Like project two, the
third project is also structured around the notion of interconnectivity;
project three, however, focuses on evoking what Giorgio Agamben calls
"whatever singularities." For this project, I assign smaller
tasks so that students are not overwhelmed. As in project two, I present
the students with a problem:
Problem: In The
Coming Community, Giorgio Agamben discusses the possibility
of a new planetary humanity. His solution is the Whatever, or quodlibet.
Although one could never foretell precisely the coming of events--how
many of us could have predicted the destruction of the World Trade
Center on September 11?--one might say that we as a society could
effect a change. Agamben, along with other hopeful citizens, see
the Whatever as the beginning of hope. Our section of ENG 1131 will
attempt to "test" Agamben's theory. The question we are
trying to answer is, "Does the Whatever provide happiness or
an ineffable experience for us?"
I
then assign four exercises, which will lend themselves to the final
project. In the first exercise, students are required to write, in
300-600 words, about Roland Barthes' Camera Lucida. They must
explain what Barthes draws from photography and what people might
possibly see or experience in a photograph. Then, students must explain
in about 10 to 12 sentences what Barthes means by punctum,
which refers to an element in a photograph that pricks or wounds a
viewer. Punctum is not something that generally interests someone,
such as a beautiful sunset or, most currently, a collapsing building,
which might invoke a recollection of 9-11, thus a national identity.
In locating punctum, Barthes wishes to locate only what he
himself could see, not what others saw. Punctum was his way
of forging an individuality; it occurs when one least expects it.
It is a small, overlooked detail--here is where "Observing the
Ordinary" returns to the course--in a photograph that evokes
or triggers a memory, that enables the viewer to appropriate the photograph
for herself. The 10 to 12 sentences serve a guide for the photographs
that the students must choose for exercise two.
In exercise two, students
must find three photographs in which they identify punctum. They may
not use photographs with which they are already familiar or any that
they have taken as a photographer. The photos must also be black and
white and have been taken before their birthdates. Then, in about
300 words or less--no less than 50 words each, though--students must
articulate what punctum in each photograph might be for them.

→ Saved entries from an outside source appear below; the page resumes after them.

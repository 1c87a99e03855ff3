//! The drag-interaction gesture state machine.
//!
//! An [`InteractionController`] sits between the host's pointer events and
//! a [`RelationshipChart`]. Exactly one gesture is active at a time; press
//! events arriving while a gesture is in progress are ignored, so the five
//! gesture kinds are mutually exclusive by construction:
//!
//! - moving a character node (grid-snapped, continuously committed)
//! - dragging an association point live with the button held
//! - a deferred click-to-attach started from a context action
//! - moving an association label (grid-snapped, continuously committed)
//!
//! The controller never lets a chart error escape a gesture in an
//! inconsistent state: on any mid-gesture failure it rolls back the drag
//! snapshot, resets to [`Gesture::Idle`], and returns the error to the
//! caller.
//!
//! The controller does not own the chart; the host passes it into each
//! event handler, which keeps the event loop single-threaded and the
//! borrow explicit.

use log::{debug, trace};

use fabula_core::geometry::Point;
use fabula_core::identifier::EntityId;

use crate::chart::RelationshipChart;
use crate::error::FabulaError;

/// What a primary-button press landed on, as hit-tested by the host.
#[derive(Debug, Clone, Copy, PartialEq, Eq)]
pub enum PressTarget {
    /// A character node rectangle.
    Node(EntityId),
    /// An association point handle.
    Endpoint(EntityId),
    /// An association's label text; carries the association identifier.
    Label(EntityId),
    /// Empty canvas.
    Canvas,
}

/// The currently active gesture.
#[derive(Debug, Clone, Copy, PartialEq, Default)]
pub enum Gesture {
    /// No gesture in progress.
    #[default]
    Idle,
    /// A node follows the pointer, snapped to the node grid.
    MovingNode {
        node: EntityId,
        /// Press point minus node origin; keeps the grab point fixed
        /// under the pointer.
        grab_offset: Point,
    },
    /// An association point follows the pointer with the button held.
    DraggingEndpoint {
        endpoint: EntityId,
        /// Node whose hit region the pointer is currently inside, or
        /// [`EntityId::NONE`]. Set and cleared by hover signals.
        hovered: EntityId,
        /// Pre-drag position, restored if the drag does not commit.
        origin: Point,
    },
    /// A deferred attach: the next press anywhere resolves it.
    PendingAttach { endpoint: EntityId },
    /// A label follows the pointer, snapped to the label grid.
    MovingLabel {
        association: EntityId,
        grab_offset: Point,
    },
}

/// The result of the most recently completed gesture, for the host to
/// persist.
#[derive(Debug, Clone, Copy, PartialEq)]
pub enum GestureOutcome {
    /// A node was dragged to a new position.
    NodeMoved { node: EntityId, position: Point },
    /// An association point was attached to a node.
    EndpointAttached { endpoint: EntityId, node: EntityId },
    /// An association point was detached and left dangling.
    EndpointDetached { endpoint: EntityId },
    /// A drag ended without committing; the point was restored to its
    /// pre-drag state.
    EndpointRestored { endpoint: EntityId },
    /// An association label was dragged to a new position.
    LabelMoved {
        association: EntityId,
        position: Point,
    },
}

/// Translates pointer events into chart mutations, one gesture at a time.
///
/// # Examples
///
/// ```
/// use fabula::chart::RelationshipChart;
/// use fabula::config::ChartConfig;
/// use fabula::interaction::{InteractionController, PressTarget};
/// use fabula_core::geometry::Point;
/// use fabula_core::identifier::IdAllocator;
///
/// let mut alloc = IdAllocator::new();
/// let mut chart = RelationshipChart::new(ChartConfig::default());
/// let hero = alloc.allocate();
/// chart.add_node(hero, "Hero").unwrap();
///
/// let mut controller = InteractionController::new();
/// controller
///     .press(&mut chart, Point::new(5.0, 5.0), PressTarget::Node(hero))
///     .unwrap();
/// controller.pointer_move(&mut chart, Point::new(108.0, 57.0)).unwrap();
/// controller.release(&mut chart, Point::new(108.0, 57.0)).unwrap();
///
/// // Snapped to the 10 px node grid.
/// assert_eq!(chart.node(hero).unwrap().origin(), Point::new(100.0, 50.0));
/// ```
#[derive(Debug, Default)]
pub struct InteractionController {
    gesture: Gesture,
    outcome: Option<GestureOutcome>,
}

That is, they must identify the detail in a photograph that triggers
a memory, and they must describe the memory. (Notice another theme--memory--that
returns to us later in the semester.)
For
exercise three, students must generate haikus for the three photographs.
I incorporate haikus largely because Barthes likens the haiku to the
photograph. The haiku also forces students to pay closer attention
to detail and language, again, two themes that we explored earlier
in the semester in "Observing the Ordinary" and semiotics,
respectively.
Last, for exercise four,
students must select a film of which they are fond, but do not really
know or have never figured out why. The task then is for the students
to view the film as they would a photograph, to recall specific scenes
as one would locate specific details. Essentially, students want to
describe their relationship with the film in terms of punctum.
For the final project, once
the students have completed the four exercises, they begin to create
a Whatever space by making connections with their assignments. There
are three parts to the evocation of project three. The requirements
for first two parts are as follows: 1) Students must scan or download
two or three images of themselves for the project. How they incorporate
the images is at their discretion; 2) Students must recall the experience
of watching the film that "pricked" or "wounded"
them and chronicle that experience in about seven or eight sentences.
They must then articulate this experience using scenes or images from
the film and should be able to complete the second part in about seven
web pages.
After completing parts one
and two, students must incorporate the three photographs, the punctum
explanations, and the haikus. The result should be to evoke an experience,
a whateverness. In this Whatever space, they make connections not
based on logic but on a feeling, an emotion, however the student sees
fit. So, no connection is ever wrong.
The
third project is the third approach to one's identity, drawing primarily
from experiences and emotions. If the first project serves as an initial
examination of who the student believes s/he is, and the second project
accounts for how family and society contribute the construction of
the student, the third project attempts to explore one's identity
outside of social and political forces. The third project encourages
the student to look inward, to try escaping those binaries or stereotypes
that they are forced to bear as citizens. The project demands that
the student not identify with a certain group or nationality, but
exist herself or himself. So, if I could reformulate the relationship
between the student and projects, I would suggest that the student
in project one only "thinks" s/he is different, the student
in project two realizes that s/he may be similar to many people after
all, and the student in project three believes that there is a hopeful
possibility that s/he may in fact be an individual, a singularity.